Inter-religious encounter: Dialogue and the search for unity
The contemporary spiritual quest is often expressed in an impulse to return to the sources, in the context of Christianity and of other religions which have ancient tradition. A result of this "return" is the creation of new groups, often full of vitality, which preserve the essential elements of the religious legacy which they have inherited.
A spiritual quest is, however, also at the root of many new groups which break away from the institutions or doctrine of the original faith community, or emerge as a radical alternative to the dominant religion and culture in a specific area. The result is increasing fragmentation in the religious world, something which is happening on all the continents.1
This may be attributed to various causes according to each region's historical, socio-cultural and economic formative influences. The West gladly resorts to interpreting it as due to the crisis of modernity, together with the "religious revival". There is nonetheless one explanation which seems to me more fundamental and universal, that based on the thirst for the sacred which is typical of the human being. The explosion of the search for religion which we are witnessing in all parts of the world, even in the most secularized societies, is proof of the persistence of religion, beneath and beyond what appears as its crisis.
As Pope John Paul II wrote in the encyclical Redemptoris Missio:
While on the one hand people seem to be pursuing material prosperity and to be sinking ever deeper into consumerism and materialism, on the other, we are witnessing a desperate search for meaning, the need for an inner life, and a desire to learn new forms and methods of meditation and prayer. Not only in cultures with strong religious elements, but also in secularized societies, the spiritual dimension of life is being sought after as an antidote to dehumanization (n.38).

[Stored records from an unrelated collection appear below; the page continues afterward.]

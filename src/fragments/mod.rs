//! Built-in fragments: StaticRow, Toggle, Slider, TextField.
//!
//! Interactive fragments hold no settings values of their own; they read and
//! write a caller-owned [`Binding`](crate::compose::Binding). Two fragments
//! produced by the same factory are independent instances coupled only
//! through that shared cell.

pub mod static_row;
pub mod toggle;
pub mod slider;
pub mod text_field;

pub use static_row::StaticRow;
pub use toggle::Toggle;
pub use slider::Slider;
pub use text_field::TextField;

use crate::compose::binding::Binding;
use crate::compose::content::ItemDecl;
use crate::compose::fragment::factory;

/// Declare an item rendering a [`Toggle`] bound to `value`.
pub fn toggle_item(title: impl Into<String>, value: Binding<bool>) -> ItemDecl {
    let title = title.into();
    let label = title.clone();
    ItemDecl::new(
        title,
        factory(move || Box::new(Toggle::new(&label, value.clone()))),
    )
}

/// Declare an item rendering a [`Slider`] bound to `value`.
pub fn slider_item(
    title: impl Into<String>,
    value: Binding<f64>,
    min: f64,
    max: f64,
) -> ItemDecl {
    let title = title.into();
    let label = title.clone();
    ItemDecl::new(
        title,
        factory(move || Box::new(Slider::new(&label, value.clone(), min, max))),
    )
}

/// Declare an item rendering a [`TextField`] bound to `value`.
pub fn text_item(title: impl Into<String>, value: Binding<String>) -> ItemDecl {
    let title = title.into();
    let label = title.clone();
    ItemDecl::new(
        title,
        factory(move || Box::new(TextField::new(&label, value.clone()))),
    )
}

Facing the growing pluralism of paths opening up before humanity's religious seeking, and the impossibility of following more than one of them to its very end, some exalt pluralism as the highest value, one which expresses the creativity and freedom of humanity, the new Prometheus of modem times. Many others, on the contrary, seek to justify pluralism by finding an element of unity among all these paths. From this aspiration derive different ways of encountering the other religions. These different modes of encounter are based on different models of a supposed unity among the various religions. We propose here to present summaries of some of these models as "food for thought" about possible converging paths among the religions being practised on the eve of the third millennium.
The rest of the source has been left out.